Introduction

Si l’on rappelle la définition du mot « méthode » empruntée au Littré : « ensemble de procédés raisonnés pour faire quelque chose », écrire une méthode d’initiation à la musique relève d’une grande ambition : il s’agit ni plus ni moins d’essayer de raisonner la passion. La musique est un monde d’émotions, de rêves, de désirs d’expression, de sensations, toutes choses complètement passionnelles et irrationnelles.

« Méthode » est un mot mal perçu aujourd’hui, car il sous-entend une conception très dirigiste de l’enseignement qui peut conduire à l’esprit de système.

J’enseigne le piano depuis trente ans, et j’ai toutes sortes d’élèves, principalement des « grands » avancés à rééduquer, mais aussi, et heureusement, des débutants !

Un débutant est par définition un musicien à construire, le rôle de son professeur consiste à lui apprendre à jouer, et donc principalement à construire son travail, en lui donnant des bases solides et pérennes.

Un pianiste à rééduquer pourrait être comparé à un immeuble mal construit mais ayant belle apparence, qui au bout de quelques années, commence à se fissurer. Vous réparez les craquelures mais sans arrêt de nouvelles dégradations apparaissent jusqu’au moment où vous comprenez enfin que les fondations de l’édifice ont été bâclées. La rééducation est extrêmement difficile et douloureuse, il faut réorganiser les fondations sans casser le pianiste. La démarche passe alors par des biais intellectuels sophistiqués destinés à effacer des errances qui empêchent d’accepter cette évidence : il est facile physiquement de jouer du piano.

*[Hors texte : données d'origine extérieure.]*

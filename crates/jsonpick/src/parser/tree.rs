//! Flat index-based storage for parsed documents
//!
//! A parse produces no per-node allocations: nodes, container children and
//! object members live in growable tables, and all string data (unescaped
//! strings, raw number tokens) lives in one shared text arena. Clearing the
//! tables keeps their capacity, which is what makes parser reuse through the
//! pool worthwhile.

/// Index of a node in [`TreeBuf::nodes`]
pub(crate) type NodeId = u32;

/// Byte range into the shared text arena
#[derive(Debug, Clone, Copy, PartialEq, Eq)]
pub(crate) struct Span {
    pub start: u32,
    pub end: u32,
}

/// Index range into [`TreeBuf::elems`] or [`TreeBuf::members`]
#[derive(Debug, Clone, Copy, PartialEq, Eq)]
pub(crate) struct ListRange {
    pub start: u32,
    pub end: u32,
}

impl ListRange {
    pub(crate) fn len(self) -> usize {
        (self.end - self.start) as usize
    }
}

/// One object member: interned key plus value node
#[derive(Debug, Clone, Copy)]
pub(crate) struct Member {
    pub key: Span,
    pub value: NodeId,
}

/// Payload of a single parsed node
///
/// Numbers keep their raw token text so coercion can pick the width later:
/// `as_i64` and `as_bigint` parse the exact literal instead of going through
/// a lossy double conversion.
#[derive(Debug, Clone, Copy)]
pub(crate) enum NodeData {
    Null,
    Bool(bool),
    Number(Span),
    String(Span),
    Array(ListRange),
    Object(ListRange),
}

/// Reusable backing storage for one parsed document
#[derive(Debug, Default)]
pub(crate) struct TreeBuf {
    pub(crate) nodes: Vec<NodeData>,
    pub(crate) elems: Vec<NodeId>,
    pub(crate) members: Vec<Member>,
    pub(crate) text: String,
    pub(crate) root: NodeId,
}

impl TreeBuf {
    pub(crate) fn new() -> Self {
        Self::default()
    }

    /// Drop contents but keep allocated capacity for the next parse
    pub(crate) fn clear(&mut self) {
        self.nodes.clear();
        self.elems.clear();
        self.members.clear();
        self.text.clear();
        self.root = 0;
    }

    pub(crate) fn push_node(&mut self, data: NodeData) -> NodeId {
        let id = self.nodes.len() as NodeId;
        self.nodes.push(data);
        id
    }

    /// Copy `s` into the text arena and return its span
    pub(crate) fn intern(&mut self, s: &str) -> Span {
        let start = self.text.len() as u32;
        self.text.push_str(s);
        Span {
            start,
            end: self.text.len() as u32,
        }
    }

    /// Append a finished array's children and return their range
    pub(crate) fn push_elems(&mut self, children: &[NodeId]) -> ListRange {
        let start = self.elems.len() as u32;
        self.elems.extend_from_slice(children);
        ListRange {
            start,
            end: self.elems.len() as u32,
        }
    }

    /// Append a finished object's members and return their range
    pub(crate) fn push_members(&mut self, members: &[Member]) -> ListRange {
        let start = self.members.len() as u32;
        self.members.extend_from_slice(members);
        ListRange {
            start,
            end: self.members.len() as u32,
        }
    }

    pub(crate) fn node(&self, id: NodeId) -> NodeData {
        self.nodes[id as usize]
    }

    pub(crate) fn str_at(&self, span: Span) -> &str {
        &self.text[span.start as usize..span.end as usize]
    }

    pub(crate) fn elems_at(&self, range: ListRange) -> &[NodeId] {
        &self.elems[range.start as usize..range.end as usize]
    }

    pub(crate) fn members_at(&self, range: ListRange) -> &[Member] {
        &self.members[range.start as usize..range.end as usize]
    }
}

#[cfg(test)]
mod tests {
    use super::*;

    #[test]
    fn test_intern_and_read_back() {
        let mut tree = TreeBuf::new();
        let a = tree.intern("hello");
        let b = tree.intern("world");
        assert_eq!(tree.str_at(a), "hello");
        assert_eq!(tree.str_at(b), "world");
    }

    #[test]
    fn test_clear_keeps_capacity() {
        let mut tree = TreeBuf::new();
        tree.intern("some text that forces an allocation");
        tree.push_node(NodeData::Null);
        let text_cap = tree.text.capacity();
        let node_cap = tree.nodes.capacity();

        tree.clear();
        assert!(tree.nodes.is_empty());
        assert!(tree.text.is_empty());
        assert_eq!(tree.text.capacity(), text_cap);
        assert_eq!(tree.nodes.capacity(), node_cap);
    }

    #[test]
    fn test_child_ranges_are_contiguous() {
        let mut tree = TreeBuf::new();
        let a = tree.push_node(NodeData::Null);
        let b = tree.push_node(NodeData::Bool(true));
        let range = tree.push_elems(&[a, b]);
        assert_eq!(range.len(), 2);
        assert_eq!(tree.elems_at(range), &[a, b]);
    }
}
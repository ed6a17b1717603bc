//! Error types for JSON parsing operations

/// Result type alias for parsing operations
pub type Result<T> = std::result::Result<T, Error>;

/// Parse error produced by the checked entry points
///
/// The convenience accessors in [`crate::access`] never surface this type;
/// they fold every failure into the requested type's default value.
#[derive(Debug, Clone, PartialEq, Eq, thiserror::Error)]
pub enum Error {
    /// Input ended in the middle of a value, string or literal
    #[error("unexpected end of input at position {position}")]
    UnexpectedEof {
        /// Position in the input where more data was expected
        position: usize,
    },

    /// A byte that cannot start or continue the expected construct
    #[error("unexpected character {found:?} at position {position}")]
    UnexpectedChar {
        /// Position of the offending byte
        position: usize,
        /// The offending character
        found: char,
    },

    /// Malformed backslash escape inside a string
    #[error("invalid escape sequence at position {position}")]
    InvalidEscape {
        /// Position of the backslash
        position: usize,
    },

    /// Number token violating the JSON grammar
    #[error("invalid number at position {position}")]
    InvalidNumber {
        /// Position where the number token starts
        position: usize,
    },

    /// Well-formed value followed by non-whitespace garbage
    #[error("trailing data after value at position {position}")]
    TrailingData {
        /// Position of the first trailing byte
        position: usize,
    },

    /// Containers nested deeper than the configured limit
    #[error("nesting depth exceeds limit of {limit}")]
    DepthLimitExceeded {
        /// The configured maximum depth
        limit: usize,
    },

    /// Input larger than the configured limit
    #[error("input of {len} bytes exceeds limit of {limit}")]
    InputTooLarge {
        /// Actual input length
        len: usize,
        /// The configured maximum length
        limit: usize,
    },

    /// Input bytes are not valid UTF-8
    #[error("input is not valid UTF-8: {0}")]
    InvalidUtf8(String),
}

impl Error {
    /// Create an unexpected-end-of-input error
    pub(crate) fn unexpected_eof(position: usize) -> Self {
        Self::UnexpectedEof { position }
    }

    /// Create an unexpected-character error
    pub(crate) fn unexpected_char(position: usize, found: char) -> Self {
        Self::UnexpectedChar { position, found }
    }

    /// Create an invalid-escape error
    pub(crate) fn invalid_escape(position: usize) -> Self {
        Self::InvalidEscape { position }
    }

    /// Create an invalid-number error
    pub(crate) fn invalid_number(position: usize) -> Self {
        Self::InvalidNumber { position }
    }
}

impl From<std::str::Utf8Error> for Error {
    fn from(err: std::str::Utf8Error) -> Self {
        Error::InvalidUtf8(err.to_string())
    }
}

#[cfg(test)]
mod tests {
    use super::*;

    #[test]
    fn test_error_display_carries_position() {
        let err = Error::unexpected_char(17, '}');
        assert!(err.to_string().contains("17"));
        assert!(err.to_string().contains("'}'"));
    }

    #[test]
    fn test_utf8_conversion() {
        let bad = [0x66, 0x6f, 0xff];
        let err: Error = std::str::from_utf8(&bad).unwrap_err().into();
        assert!(matches!(err, Error::InvalidUtf8(_)));
    }
}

Il eût été ardu de dresser un panorama complet des fêlures possibles du pianiste avancé (qui relèvent cependant toujours des mêmes manques : mauvaise lecture, oreille défaillante ou supposée telle, absence de pulsation, tensions physiques inutiles) et de tenter d’apporter par écrit les remèdes utiles.

C’est pour cette raison que j’ai décidé d’écrire un recueil consacré aux débutants, destiné à leurs jeunes professeurs.

Dans cet ouvrage qui tente d’organiser un enseignement dans lequel le son va provoquer le geste, il me semble impératif de préciser ce que j’entends par « son ». Quel son ? Celui du piano ou celui de la voix de l’élève ? Tous les musiciens depuis Chopin, qui d’ailleurs recommandait à ses élèves de prendre des leçons de chant, s’accordent pour dire: « le piano, c’est du chant », c’est aussi ma certitude oui, mais les registres très étendus, la multiplicité des voix, la simultanéité des sons, la vitesse au piano sont inaccessibles à la voix : c’est l’imaginaire sonore construit à partir du concret de sa propre voix qui permet de restituer, en les superposant, ces différents éléments.

L’ambition de cet ouvrage est de faire partager un long travail de recherche (et de remise en ordre) sur les processus d’apprentissage de la musique au piano.

Le principe essentiel : le son avant le geste ou la pensée précède l’action.

Appliquée au monde de la musique cette formule pourrait être traduite par : je veux obtenir un son et je le réalise grâce à mes mains.

Avec un tel abord de l’instrument, il est indispensable de former et de développer l’oreille de l’élève, et de lier cette formation à l’apprentissage simultané de tous les systèmes de lecture (et par conséquent d’écriture) utilisés en musique.